◆ WHAT YOU ARE ASKED TO DO
Copying each record below exactly is the whole task.

(Source data)
----------
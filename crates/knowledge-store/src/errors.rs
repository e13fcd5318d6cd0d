use thiserror::Error;

#[derive(Debug, Error)]
pub enum KnowledgeStoreError {
    #[error("failed to read knowledge file {path}: {source}")]
    Read {
        path: String,
        #[source]
        source: std::io::Error,
    },

    #[error("failed to write knowledge file {path}: {source}")]
    Write {
        path: String,
        #[source]
        source: std::io::Error,
    },

    #[error("failed to parse knowledge file {path}: {source}")]
    Parse {
        path: String,
        #[source]
        source: serde_json::Error,
    },
}
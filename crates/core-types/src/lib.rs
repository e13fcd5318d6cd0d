//! Shared types for the wayfarer browser test agent.
//!
//! Every crate in the workspace builds on the vocabulary defined here: the
//! normalized `Intent` a step resolves against, the `Selector` a resolution
//! produces, the persisted `ElementRecord`, and the event/pattern/step types
//! that cross component boundaries. Keeping these in one crate means every
//! cross-module edge passes a structured value instead of a string.

pub mod dna;
pub mod element;
pub mod event;
pub mod intent;
pub mod pattern;
pub mod resolution;
pub mod route;
pub mod selector;
pub mod state;
pub mod step;

pub use dna::ElementDna;
pub use element::{ElementRecord, SelectorEntry};
pub use event::{ExecutionEvent, Outcome, RecoveryOutcomeEvent};
pub use intent::Intent;
pub use pattern::{ActionPattern, ApplicabilityPredicate, PatternStep};
pub use resolution::{ResolutionResult, Tier};
pub use route::{ExecRoute, PageKey};
pub use selector::{Selector, SelectorKind};
pub use state::{PageState, StateDiff};
pub use step::{ExecutionResult, StepOutcome, StepResult, StepSpec, StepStatus, Verb};
#[cfg(test)]
mod tests {
    use super::*;
    use wayfarer_core_types::{SelectorKind, Verb};
    use wayfarer_driver::mock::{MockDriver, MockElement};
    use wayfarer_knowledge_store::KnowledgeStore;

    fn route() -> ExecRoute {
        ExecRoute::main_frame("s", "p")
    }

    fn build(driver: Arc<MockDriver>) -> StepOrchestrator {
        let knowledge = Arc::new(KnowledgeStore::new());
        let resolver = Arc::new(SelectorResolver::new(knowledge, None, Default::default()));
        let checker = Arc::new(ActionChecker::new(driver.clone()));
        let spa = Arc::new(SpaCoordinator::new(driver.clone()));
        let executor = Arc::new(ActionExecutor::new(driver.clone(), spa.clone()));
        let recovery = Arc::new(RecoveryHandler::new(driver.clone()));
        let events = InMemoryBus::<ExecutionEvent>::new(16);
        let recovery_events = InMemoryBus::<RecoveryOutcomeEvent>::new(16);
        StepOrchestrator::new(driver, resolver, checker, executor, recovery, spa, events, recovery_events, OrchestratorConfig::default())
    }

    #[tokio::test]
    async fn passes_a_clean_click_step() {
        let driver = Arc::new(
            MockDriver::new()
                .with_page("p", "https://example.com/login")
                .with_element("p", "#login-button", MockElement::visible_enabled("Log in")),
        );
        let orchestrator = build(driver);
        let steps = vec![StepSpec { step_number: 1, action: Verb::Click, target: "#login-button".to_string(), value: None, expected: None }];

        let result = orchestrator.run_test(&route(), "example.com", "t1", &steps).await;

        assert_eq!(result.status, TestStatus::Passed);
        assert_eq!(result.passed, 1);
        assert_eq!(result.per_step[0].status, StepOutcome::Passed);
    }

    #[tokio::test]
    async fn resolution_failure_marks_step_failed_without_panicking() {
        let driver = Arc::new(MockDriver::new().with_page("p", "https://example.com/login"));
        let orchestrator = build(driver);
        let steps = vec![StepSpec { step_number: 1, action: Verb::Click, target: "#nowhere".to_string(), value: None, expected: None }];

        let result = orchestrator.run_test(&route(), "example.com", "t1", &steps).await;

        assert_eq!(result.status, TestStatus::Failed);
        assert_eq!(result.failed, 1);
    }

    #[tokio::test]
    async fn stop_request_skips_remaining_steps() {
        let driver = Arc::new(
            MockDriver::new()
                .with_page("p", "https://example.com/login")
                .with_element("p", "#a", MockElement::visible_enabled("a"))
                .with_element("p", "#b", MockElement::visible_enabled("b")),
        );
        let orchestrator = build(driver);
        let control = orchestrator.control();
        control.stop();
        let steps = vec![
            StepSpec { step_number: 1, action: Verb::Click, target: "#a".to_string(), value: None, expected: None },
            StepSpec { step_number: 2, action: Verb::Click, target: "#b".to_string(), value: None, expected: None },
        ];

        let result = orchestrator.run_test(&route(), "example.com", "t1", &steps).await;

        assert_eq!(result.status, TestStatus::Cancelled);
        assert!(result.per_step.iter().all(|s| s.status == StepOutcome::Skipped));
    }

    #[tokio::test]
    async fn blocked_step_attempts_recovery_before_failing() {
        // The mock driver never actually hides an element on click, so a
        // persistent modal can't be dismissed here -- this exercises the
        // recovery attempt path and confirms it still reports a clean
        // failure (rather than panicking) once recovery can't clear it.
        let driver = Arc::new(
            MockDriver::new()
                .with_page("p", "https://example.com/login")
                .with_element("p", ".modal-close", MockElement::visible_enabled("close"))
                .with_element("p", "#login-button", MockElement::visible_enabled("Log in")),
        );
        let orchestrator = build(driver);
        let steps = vec![StepSpec { step_number: 1, action: Verb::Click, target: "#login-button".to_string(), value: None, expected: None }];

        let result = orchestrator.run_test(&route(), "example.com", "t1", &steps).await;

        assert_eq!(result.status, TestStatus::Failed);
        assert!(result.per_step[0].error.as_ref().unwrap().contains("blocked"));
    }

    #[test]
    fn selector_kind_is_reachable_from_resolution_result() {
        let selector = Selector::new("#x", SelectorKind::Css);
        assert_eq!(selector.kind, SelectorKind::Css);
    }
}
----------
◆ EXERCISE SOLUTION
filename crates/knowledge-store/src/errors.rs
repository e13fcd5318d6cd0d
use thiserror::Error;

#[derive(Debug, Error)]
pub enum KnowledgeStoreError {
    #[error("failed to read knowledge file {path}: {source}")]
    Read {
        path: String,
        #[source]
        source: std::io::Error,
    },

    #[error("failed to write knowledge file {path}: {source}")]
    Write {
        path: String,
        #[source]
        source: std::io::Error,
    },

    #[error("failed to parse knowledge file {path}: {source}")]
    Parse {
        path: String,
        #[source]
        source: serde_json::Error,
    },
}
filename crates/core-types/src/lib.rs
repository e13fcd5318d6cd0d
//! Shared types for the wayfarer browser test agent.
//!
//! Every crate in the workspace builds on the vocabulary defined here: the
//! normalized `Intent` a step resolves against, the `Selector` a resolution
//! produces, the persisted `ElementRecord`, and the event/pattern/step types
//! that cross component boundaries. Keeping these in one crate means every
//! cross-module edge passes a structured value instead of a string.

pub mod dna;
pub mod element;
pub mod event;
pub mod intent;
pub mod pattern;
pub mod resolution;
pub mod route;
pub mod selector;
pub mod state;
pub mod step;

pub use dna::ElementDna;
pub use element::{ElementRecord, SelectorEntry};
pub use event::{ExecutionEvent, Outcome, RecoveryOutcomeEvent};
pub use intent::Intent;
pub use pattern::{ActionPattern, ApplicabilityPredicate, PatternStep};
pub use resolution::{ResolutionResult, Tier};
pub use route::{ExecRoute, PageKey};
pub use selector::{Selector, SelectorKind};
pub use state::{PageState, StateDiff};
pub use step::{ExecutionResult, StepOutcome, StepResult, StepSpec, StepStatus, Verb};
#[cfg(test)]
mod tests {
    use super::*;
    use wayfarer_core_types::{SelectorKind, Verb};
    use wayfarer_driver::mock::{MockDriver, MockElement};
    use wayfarer_knowledge_store::KnowledgeStore;

    fn route() -> ExecRoute {
        ExecRoute::main_frame("s", "p")
    }

    fn build(driver: Arc<MockDriver>) -> StepOrchestrator {
        let knowledge = Arc::new(KnowledgeStore::new());
        let resolver = Arc::new(SelectorResolver::new(knowledge, None, Default::default()));
        let checker = Arc::new(ActionChecker::new(driver.clone()));
        let spa = Arc::new(SpaCoordinator::new(driver.clone()));
        let executor = Arc::new(ActionExecutor::new(driver.clone(), spa.clone()));
        let recovery = Arc::new(RecoveryHandler::new(driver.clone()));
        let events = InMemoryBus::<ExecutionEvent>::new(16);
        let recovery_events = InMemoryBus::<RecoveryOutcomeEvent>::new(16);
        StepOrchestrator::new(driver, resolver, checker, executor, recovery, spa, events, recovery_events, OrchestratorConfig::default())
    }

    #[tokio::test]
    async fn passes_a_clean_click_step() {
        let driver = Arc::new(
            MockDriver::new()
                .with_page("p", "https://example.com/login")
                .with_element("p", "#login-button", MockElement::visible_enabled("Log in")),
        );
        let orchestrator = build(driver);
        let steps = vec![StepSpec { step_number: 1, action: Verb::Click, target: "#login-button".to_string(), value: None, expected: None }];

        let result = orchestrator.run_test(&route(), "example.com", "t1", &steps).await;

        assert_eq!(result.status, TestStatus::Passed);
        assert_eq!(result.passed, 1);
        assert_eq!(result.per_step[0].status, StepOutcome::Passed);
    }

    #[tokio::test]
    async fn resolution_failure_marks_step_failed_without_panicking() {
        let driver = Arc::new(MockDriver::new().with_page("p", "https://example.com/login"));
        let orchestrator = build(driver);
        let steps = vec![StepSpec { step_number: 1, action: Verb::Click, target: "#nowhere".to_string(), value: None, expected: None }];

        let result = orchestrator.run_test(&route(), "example.com", "t1", &steps).await;

        assert_eq!(result.status, TestStatus::Failed);
        assert_eq!(result.failed, 1);
    }

    #[tokio::test]
    async fn stop_request_skips_remaining_steps() {
        let driver = Arc::new(
            MockDriver::new()
                .with_page("p", "https://example.com/login")
                .with_element("p", "#a", MockElement::visible_enabled("a"))
                .with_element("p", "#b", MockElement::visible_enabled("b")),
        );
        let orchestrator = build(driver);
        let control = orchestrator.control();
        control.stop();
        let steps = vec![
            StepSpec { step_number: 1, action: Verb::Click, target: "#a".to_string(), value: None, expected: None },
            StepSpec { step_number: 2, action: Verb::Click, target: "#b".to_string(), value: None, expected: None },
        ];

        let result = orchestrator.run_test(&route(), "example.com", "t1", &steps).await;

        assert_eq!(result.status, TestStatus::Cancelled);
        assert!(result.per_step.iter().all(|s| s.status == StepOutcome::Skipped));
    }

    #[tokio::test]
    async fn blocked_step_attempts_recovery_before_failing() {
        // The mock driver never actually hides an element on click, so a
        // persistent modal can't be dismissed here -- this exercises the
        // recovery attempt path and confirms it still reports a clean
        // failure (rather than panicking) once recovery can't clear it.
        let driver = Arc::new(
            MockDriver::new()
                .with_page("p", "https://example.com/login")
                .with_element("p", ".modal-close", MockElement::visible_enabled("close"))
                .with_element("p", "#login-button", MockElement::visible_enabled("Log in")),
        );
        let orchestrator = build(driver);
        let steps = vec![StepSpec { step_number: 1, action: Verb::Click, target: "#login-button".to_string(), value: None, expected: None }];

        let result = orchestrator.run_test(&route(), "example.com", "t1", &steps).await;

        assert_eq!(result.status, TestStatus::Failed);
        assert!(result.per_step[0].error.as_ref().unwrap().contains("blocked"));
    }

    #[test]
    fn selector_kind_is_reachable_from_resolution_result() {
        let selector = Selector::new("#x", SelectorKind::Css);
        assert_eq!(selector.kind, SelectorKind::Css);
    }
}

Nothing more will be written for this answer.